Anesthetic practice has been shown to be a contributor to global warming, mainly from the use of volatile anesthetics (halogenated agents and nitrous oxide) but also from waste generation and energy use. Desflurane and sevoflurane have been identified as having a global warming potential of 2,720 and 205 times that of carbon dioxide, respectively. Greenhouse gas emissions are not only detrimental to the environment but also have an incremental societal harm that has been financially quantified as the “social cost of carbon.” In a 2021 study, Bressler calculated this cost to be an average of $252 for the emission of 1 ton of carbon dioxide. Moreover, TIVA has been associated with a lower carbon footprint compared with inhaled anesthetic-based techniques. Given their environmental effects, decreasing or even abandoning the use of volatile anesthetics altogether is now being considered.

A recently published retrospective, observational study sought to quantify the carbon footprint of anesthetics performed in adult patients over a two-year period in two multispecialty hospitals in France. One of the centers had made an environmentally driven institutional decision to transition to TIVA-only anesthetics except in compelling emergency cases. The other center allowed a mix of anesthetic techniques, at the discretion of the attending anesthesiologist. The primary study objective was the difference in carbon dioxide emissions per intervention between the two techniques. Secondary objectives were a comparison of social cost, plastic waste, and aluminum utilization between techniques. Both hospitals offer a wide range of noncardiac surgical procedures. The authors collected information including patient age, sex, ASA Physical Status Classification, and duration and type of anesthetic used. They determined the number of general anesthesia cases performed at each center, as well as the amount of sevoflurane, desflurane, and propofol purchased by each central pharmacy. The carbon footprint was expressed in terms of carbon dioxide equivalents (CO2e), which is a universal unit that enables the comparison of the global warming potential of multiple substances as compared with that of carbon dioxide. Life cycle inventories were used to determine the CO2e generated by the use of the aforementioned anesthetic drugs, taking into consideration the emissions generated by the procurement of their raw materials, production, use, and disposal. The carbon footprint of used syringes, power, and wasted propofol was also accounted for in terms of CO2e.

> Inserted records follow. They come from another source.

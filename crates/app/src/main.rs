//! Pairwise - weekly doubles planner
//!
//! Collects a fixed pool of players during the registration days of each
//! week, then locks the week and publishes a rotation that keeps teammate
//! repeats to a minimum.

use chrono::Utc;
use clap::Parser;
use tracing_subscriber::{layer::SubscriberExt, util::SubscriberInitExt};

mod cli;
mod display;
mod state;

use cli::{Cli, Command};
use pairwise_core::{PeriodStore, Result};
use state::AppState;

fn main() {
    // Initialize logging
    tracing_subscriber::registry()
        .with(tracing_subscriber::fmt::layer().with_writer(std::io::stderr))
        .with(tracing_subscriber::EnvFilter::from_default_env())
        .init();

    let cli = Cli::parse();

    if let Err(e) = run(&cli) {
        if e.is_rejection() {
            eprintln!("{}", e);
            std::process::exit(2);
        }
        tracing::error!("Command failed: {}", e);
        std::process::exit(1);
    }
}

fn run(cli: &Cli) -> Result<()> {
    let mut app = AppState::new(cli)?;
    let now = Utc::now();
    let capacity = app.controller.config().capacity;

    match &cli.command {
        Command::Status => {
            let period = app.controller.check_lock(&now)?;
            let open = app.controller.entry_window_open(&now);
            print!("{}", display::render_period(&period, open, capacity));
        }
        Command::Add { name } => {
            let period = app.controller.add_participant(&now, name)?;
            println!(
                "Added {} ({}/{} players).",
                name.trim(),
                period.roster.len(),
                capacity
            );
            if period.locked {
                let open = app.controller.entry_window_open(&now);
                print!("{}", display::render_period(&period, open, capacity));
            }
        }
        Command::Lock => {
            let period = app.controller.check_lock(&now)?;
            if period.locked {
                println!("{} is locked.", period.key);
            } else {
                println!(
                    "{} stays open ({}/{} players, registration open today).",
                    period.key,
                    period.roster.len(),
                    capacity
                );
            }
        }
        Command::Weeks => {
            let store = app.controller.store();
            for key in store.list_keys()? {
                let state = match store.load(&key)? {
                    Some(p) if p.locked => format!("locked, {} matches", p.schedule.len()),
                    Some(p) => format!("open, {} players", p.roster.len()),
                    None => "missing".to_string(),
                };
                println!("{}  ({})", key, state);
            }
            tracing::debug!(dir = %app.data_dir().display(), "Listed weeks");
        }
    }

    Ok(())
}
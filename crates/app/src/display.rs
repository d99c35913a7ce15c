//! Plain-text rendering of a week for the terminal

use std::fmt::Write;

use pairwise_core::{Period, Phase};

/// Render roster, phase and (if any) schedule of a week
pub fn render_period(period: &Period, registration_open: bool, capacity: usize) -> String {
    let mut out = String::new();

    let _ = writeln!(out, "Week: {}", period.key);
    match period.phase() {
        Phase::Locked => {
            let _ = writeln!(out, "Entries are LOCKED.");
        }
        Phase::Collecting if registration_open => {
            let _ = writeln!(
                out,
                "Entries are OPEN ({}/{} players).",
                period.roster.len(),
                capacity
            );
        }
        Phase::Collecting => {
            let _ = writeln!(out, "Entries are closed today.");
        }
    }

    let _ = writeln!(out, "\nPlayers:");
    if period.roster.is_empty() {
        let _ = writeln!(out, "  (none yet)");
    }
    for (i, name) in period.roster.iter().enumerate() {
        let _ = writeln!(out, "  {}. {}", i + 1, name);
    }

    if period.locked {
        let _ = writeln!(out, "\nSchedule:");
        if period.schedule.is_empty() {
            let _ = writeln!(out, "  No schedule generated.");
        }
        for round in &period.schedule {
            let _ = writeln!(out, "  Match {}", round.number);
            for group in &round.groups {
                let _ = writeln!(
                    out,
                    "    Court {}: {}  vs  {}",
                    group.id,
                    group.team_a.join(" & "),
                    group.team_b.join(" & ")
                );
            }
        }
    }

    out
}
pub struct Module {
    shared: Weak<DeviceShared>,
    /// handle on our own allocation, for the tasks the module spawns
    weak_self: Weak<Module>,
    address: AtomicU8,
    identity: String,
    is_parent: bool,
    /// made up by the host (discovery sender), not a real peer
    is_system_synthetic: bool,
    engaged: AtomicBool,
    open: AtomicBool,
    next_message_number: AtomicU8,
    state: Mutex<ModuleState>,
    /// serializes interface negotiation, which spans several awaits
    negotiation: tokio::sync::Mutex<()>,
    /// serializes multi-command exchanges whose replies must not interleave
    exclusive: tokio::sync::Mutex<()>,
    controllers: Mutex<Vec<Arc<dyn Controller>>>,
    last_transmit: Mutex<Instant>,
    tasks: Mutex<Tasks>,
}

struct ModuleState {
    /// message number to the command sent under it, the heart of correlation
    unfinished: HashMap<u8, Pending>,
    registry: CommandRegistry,
    /// interfaces to (re)negotiate whenever the module is initialized
    declared: Vec<&'static Interface>,
    /// last commanded indicator pattern, re-pushed after a peer reset
    last_pattern: Option<Vec<PatternStep>>,
}

#[derive(Default)]
struct Tasks {
    ping: Option<JoinHandle<()>>,
    attention: Option<JoinHandle<()>>,
}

The authors found a substantial difference between the carbon footprint of the hospitals studied. Despite its TIVA-only approach, the TIVA-strategy hospital still generated emissions from sevoflurane and desflurane, calculated at 1.94 tons and 18.76 tons of CO2e, respectively. However, in comparison, the mixed-strategy hospital generated 134.15 tons and 927.83 tons of CO2e from sevoflurane and desflurane, respectively. The authors calculated a carbon footprint of 2.42 kg of CO2e per intervention at the TIVA-strategy hospital versus 48.85 kg of CO2e at the mixed-strategy hospital. The TIVA-strategy hospital generated more plastic waste due to greater syringe use – 64.7 g per intervention compared to 33.3 g in the mixed-strategy hospital; however, the mixed-strategy hospital produced more aluminum waste – 0.1 g versus 6.1 g per intervention. Using the Bressler calculation, the social cost of general anesthesia was calculated at $0.61 versus $12.38 per intervention for the TIVA and mixed-strategy hospitals, respectively.

In conclusion, this study found that a TIVA-only strategy for general anesthesia in adult patients was associated with a more than 20-fold lower carbon footprint compared with a mixed strategy that used both TIVA and volatile anesthetics. The authors extrapolated these figures to suggest that adoption of a TIVA-only strategy in Europe alone could produce a potential decrease of up to $435 million in social cost.